Hence, the price of every commodity is expected to further rise as the global price of crude oil increases and the cost of living and sustenance is likely to go through the roof.

Current Account Deficit will Rise: The current account deficit (CAD) is a measurement of a country’s trade, where the value of the goods and services it imports, exceeds the value of the goods and services it exports.

India’s FY19 current account deficit (CAD) could be $75 billion or 2.7% of the GDP with oil at $80 a barrel average. It is considered that CAD above 2.5% is not considered sustainable.

Lose the Advantage of Reducing Fiscal Deficit: The gross fiscal deficit (total revenue minus total expenditure), which includes interest payments, stands at 3.2%, of the GDP, has been brought down from 4.5% of the GDP, ever since BJP government came into power in 2014.

In case the Modi government is able to further reduce the fiscal deficit, it will be in a position to provide liberal tax cuts, offer populist schemes and distribute freebees to the common man just before 2019 elections.

However, if the oil prices continue to follow the current trend, this major advantage with the BJP may be lost.

Calculation of Oil Prices for Consumer

The cost of fuel has not been included in the framework of GST by the GoI and tax is levied on it as per the previous taxation regime of excise duty at the centre and VAT at the state level.

The calculation of cost that the end user or the consumer has to pay is explained as follows:

Cost of crude oil assuming @ $72.5/barrel = Rs 31.5/litre.

Cost of fuel after refining (landing, processing, freight charges, etc) = Rs 36.93/litre.

Cost charged to dealer before VAT including Excise Duty @ Rs 19.48/litre and Road Cess @ Rs 08/litre = Rs 56.41/litre.

Cost after commission of Rs 3.62/litre is given to the petrol pump owner = Rs 60.03/litre.

Final retail cost after paying VAT which varies from state to state (about 27% on petrol and 16.75% on diesel) = Rs 76.24/litre.

Note: As per the directions of the government with effect from end 2017, it is mandatory to mix 10% Ethanol with petrol. Ethanol is a natural Fuel, made from Sugar and starch, which mixes well with petrol and also has no PM (Particulate Material) Pollution. The cost of Ethanol is just Rs 40.85/litre. However, the consumer is paying the cost of petrol for the Ethanol mixed in it.
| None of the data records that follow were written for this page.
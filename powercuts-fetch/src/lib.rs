// Lint configuration for this crate
#![warn(missing_docs)]
#![warn(clippy::all)]
#![warn(clippy::pedantic)]
#![allow(clippy::module_name_repetitions)]
#![allow(clippy::must_use_candidate)]

//! # Powercuts Fetch
//!
//! Fetching and filtering of Northern Powergrid power cut data.
//!
//! - [`http::HttpClient`] - HTTP client with tracing and domain allowlist
//! - [`settings::FetchSettings`] - Endpoint, timeout and allowlist
//! - [`source::OutageSource`] - Trait the coordinator refreshes through
//! - [`fetcher::PowerCutFetcher`] - GET + decode + postcode filter
//! - [`parser`] - Payload decoding (the API serves JSON as `text/plain`)
//! - [`probe::Probe`] - Reachability check used by the config flow
//!
//! ## Example
//!
//! ```ignore
//! use powercuts_core::PostcodeQuery;
//! use powercuts_fetch::{FetchSettings, OutageSource, PowerCutFetcher};
//!
//! let fetcher = PowerCutFetcher::new(FetchSettings::default());
//! let outages = fetcher.fetch_outages(&PostcodeQuery::new("NE1 1AA")).await?;
//! println!("{} active power cuts", outages.len());
//! ```

pub mod error;
pub mod fetcher;
pub mod http;
pub mod parser;
pub mod probe;
pub mod settings;
pub mod source;

pub use error::{FetchError, HttpError};
pub use fetcher::PowerCutFetcher;
pub use http::HttpClient;
pub use parser::{parse_outages, parse_records};
pub use probe::{Probe, ProbeOutcome, ProbeResult};
pub use settings::FetchSettings;
pub use source::OutageSource;
// Lint configuration for this crate
#![warn(missing_docs)]
#![warn(clippy::all)]
#![warn(clippy::pedantic)]
#![allow(clippy::module_name_repetitions)]
#![allow(clippy::must_use_candidate)]

//! # Powercuts Sensors
//!
//! Sensor entities projected from a [`CoordinatorSnapshot`].
//!
//! Every sensor is a [`SensorEntity`] tagged with a [`SensorKind`]. All
//! state, attributes and availability are pure functions of the snapshot
//! passed in, so a sensor never holds data of its own.
//!
//! - [`descriptor`] - Per-record fields and sensor kinds
//! - [`entity`] - The entity type and its rendered [`EntityState`]
//! - [`device`] - Device grouping
//! - [`registry`] - Fan-out of entities as new power cuts appear
//!
//! [`CoordinatorSnapshot`]: powercuts_core::CoordinatorSnapshot

pub mod descriptor;
pub mod device;
pub mod entity;
pub mod registry;

pub use descriptor::{OutageField, SensorKind, StateClass};
pub use device::DeviceInfo;
pub use entity::{EntityState, SensorContext, SensorEntity, SensorValue};
pub use registry::EntityRegistry;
The variables that determine the final cost of fuel include international oil price, currency exchange rate, central taxation, state taxation and the dealer’s commission.

The only variable, which is within the control of the government, is the taxation. The central government levies Rs 19.48 a litre of excise duty on petrol and Rs 15.33 per litre on diesel. VAT is imposed state wise, let’s say, Delhi levies VAT on petrol @ Rs 15.84 and Rs 9.68 a litre on diesel. Taxation accounts for one quarter of the total cost of the petrol/diesel that the consumer has to pay.

Just imagine the revenue that the centre and state governments would have collected when the oil prices remained around $40 per barrel for more than three consecutive years. It should have been prudent to create a corpus during that period from which the common man could have been provided relief at this stage.

However, now if the centre government reduces excise duty, it will not be able to meet its target of reducing the fiscal deficit from 3.5% to 3.3% of the GDP in the current fiscal.

Hence, the Centre had asked states to lower VAT, but just four states, namely Maharashtra, Gujarat, Madhya Pradesh and Himachal Pradesh have reduced the rates, while others including BJP ruled states have ignored the call.